What is expected.
Check every line below for the string "match", and copy the lines that contain it.

*** Begin section ***

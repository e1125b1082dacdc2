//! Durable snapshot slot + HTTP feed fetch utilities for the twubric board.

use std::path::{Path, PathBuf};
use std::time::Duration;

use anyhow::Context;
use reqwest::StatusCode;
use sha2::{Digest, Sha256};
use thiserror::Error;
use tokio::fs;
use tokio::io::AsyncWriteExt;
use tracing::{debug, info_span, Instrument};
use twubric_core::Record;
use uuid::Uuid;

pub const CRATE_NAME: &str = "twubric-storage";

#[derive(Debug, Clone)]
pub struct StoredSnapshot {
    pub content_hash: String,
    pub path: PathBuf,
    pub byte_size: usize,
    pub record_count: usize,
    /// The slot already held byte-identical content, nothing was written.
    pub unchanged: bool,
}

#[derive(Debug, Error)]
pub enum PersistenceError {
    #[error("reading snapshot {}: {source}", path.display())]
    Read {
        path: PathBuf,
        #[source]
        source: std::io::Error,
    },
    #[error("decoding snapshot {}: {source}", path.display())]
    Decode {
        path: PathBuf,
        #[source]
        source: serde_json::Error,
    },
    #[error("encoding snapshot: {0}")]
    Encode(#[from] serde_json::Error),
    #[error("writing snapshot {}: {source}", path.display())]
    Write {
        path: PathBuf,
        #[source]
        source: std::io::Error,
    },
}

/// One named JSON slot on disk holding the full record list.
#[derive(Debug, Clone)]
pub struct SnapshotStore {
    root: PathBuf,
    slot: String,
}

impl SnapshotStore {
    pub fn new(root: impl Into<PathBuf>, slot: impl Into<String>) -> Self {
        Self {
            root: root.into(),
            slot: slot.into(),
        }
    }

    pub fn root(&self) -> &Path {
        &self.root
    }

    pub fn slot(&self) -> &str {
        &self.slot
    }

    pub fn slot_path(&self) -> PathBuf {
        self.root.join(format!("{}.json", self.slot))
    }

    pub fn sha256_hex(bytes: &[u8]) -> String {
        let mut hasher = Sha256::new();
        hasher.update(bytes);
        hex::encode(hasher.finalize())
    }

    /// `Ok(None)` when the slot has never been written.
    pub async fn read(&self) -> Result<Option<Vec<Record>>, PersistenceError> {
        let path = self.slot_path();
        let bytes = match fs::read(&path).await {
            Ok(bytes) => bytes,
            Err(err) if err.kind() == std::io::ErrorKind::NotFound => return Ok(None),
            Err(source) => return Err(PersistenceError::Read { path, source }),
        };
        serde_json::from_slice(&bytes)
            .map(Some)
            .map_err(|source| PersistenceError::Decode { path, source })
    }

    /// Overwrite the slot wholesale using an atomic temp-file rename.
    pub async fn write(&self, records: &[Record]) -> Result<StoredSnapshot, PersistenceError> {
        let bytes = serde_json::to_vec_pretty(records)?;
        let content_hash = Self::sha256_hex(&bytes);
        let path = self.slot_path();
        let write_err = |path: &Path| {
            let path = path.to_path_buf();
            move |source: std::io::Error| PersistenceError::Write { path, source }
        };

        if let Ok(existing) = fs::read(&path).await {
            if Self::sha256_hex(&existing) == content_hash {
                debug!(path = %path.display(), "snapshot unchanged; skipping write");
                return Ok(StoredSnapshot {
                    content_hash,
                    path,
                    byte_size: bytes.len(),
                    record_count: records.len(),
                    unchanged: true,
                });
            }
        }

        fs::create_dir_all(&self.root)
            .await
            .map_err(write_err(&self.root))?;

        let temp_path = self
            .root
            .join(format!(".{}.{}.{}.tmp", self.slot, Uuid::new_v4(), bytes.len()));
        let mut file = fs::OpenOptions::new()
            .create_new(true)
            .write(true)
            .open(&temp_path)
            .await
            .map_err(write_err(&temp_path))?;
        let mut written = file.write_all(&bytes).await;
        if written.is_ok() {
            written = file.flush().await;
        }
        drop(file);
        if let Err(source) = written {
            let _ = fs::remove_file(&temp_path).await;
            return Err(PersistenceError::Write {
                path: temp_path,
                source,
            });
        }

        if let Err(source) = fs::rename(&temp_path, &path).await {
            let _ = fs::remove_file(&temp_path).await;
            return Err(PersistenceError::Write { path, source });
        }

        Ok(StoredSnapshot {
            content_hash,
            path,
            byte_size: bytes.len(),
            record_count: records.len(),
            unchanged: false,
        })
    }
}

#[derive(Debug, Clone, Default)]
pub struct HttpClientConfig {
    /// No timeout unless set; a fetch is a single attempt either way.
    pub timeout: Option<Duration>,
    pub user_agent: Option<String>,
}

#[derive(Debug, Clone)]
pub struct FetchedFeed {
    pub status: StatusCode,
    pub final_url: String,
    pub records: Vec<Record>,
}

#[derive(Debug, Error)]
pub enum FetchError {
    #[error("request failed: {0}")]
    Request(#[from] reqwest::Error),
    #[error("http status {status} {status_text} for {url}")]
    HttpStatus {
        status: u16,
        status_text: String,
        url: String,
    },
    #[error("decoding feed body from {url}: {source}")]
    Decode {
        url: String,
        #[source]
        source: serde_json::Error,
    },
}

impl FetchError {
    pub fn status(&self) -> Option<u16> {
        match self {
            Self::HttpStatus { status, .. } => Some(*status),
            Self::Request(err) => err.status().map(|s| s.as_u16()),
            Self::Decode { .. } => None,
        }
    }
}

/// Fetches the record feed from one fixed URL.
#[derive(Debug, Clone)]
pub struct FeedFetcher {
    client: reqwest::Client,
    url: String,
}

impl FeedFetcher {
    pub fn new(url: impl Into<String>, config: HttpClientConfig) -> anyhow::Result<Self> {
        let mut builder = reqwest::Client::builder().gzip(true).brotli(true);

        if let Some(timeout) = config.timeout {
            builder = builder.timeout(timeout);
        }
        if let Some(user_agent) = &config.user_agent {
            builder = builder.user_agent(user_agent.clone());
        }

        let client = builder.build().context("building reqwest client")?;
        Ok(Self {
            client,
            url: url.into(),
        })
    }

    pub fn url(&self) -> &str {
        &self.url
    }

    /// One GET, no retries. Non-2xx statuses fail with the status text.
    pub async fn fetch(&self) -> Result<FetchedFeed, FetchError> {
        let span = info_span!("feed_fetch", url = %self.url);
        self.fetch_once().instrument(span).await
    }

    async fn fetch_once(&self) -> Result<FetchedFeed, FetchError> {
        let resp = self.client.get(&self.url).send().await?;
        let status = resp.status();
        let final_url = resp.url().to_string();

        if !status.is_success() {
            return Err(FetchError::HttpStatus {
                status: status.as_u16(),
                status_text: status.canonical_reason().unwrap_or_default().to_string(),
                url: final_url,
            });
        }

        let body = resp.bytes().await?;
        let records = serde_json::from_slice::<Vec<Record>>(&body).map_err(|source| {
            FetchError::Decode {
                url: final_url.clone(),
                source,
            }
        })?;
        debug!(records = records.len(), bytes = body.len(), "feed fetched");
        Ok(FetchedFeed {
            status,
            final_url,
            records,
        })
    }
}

*** End section ***

Reply to the exercise.
        let bytes = match fs::read(&path).await {
        match self {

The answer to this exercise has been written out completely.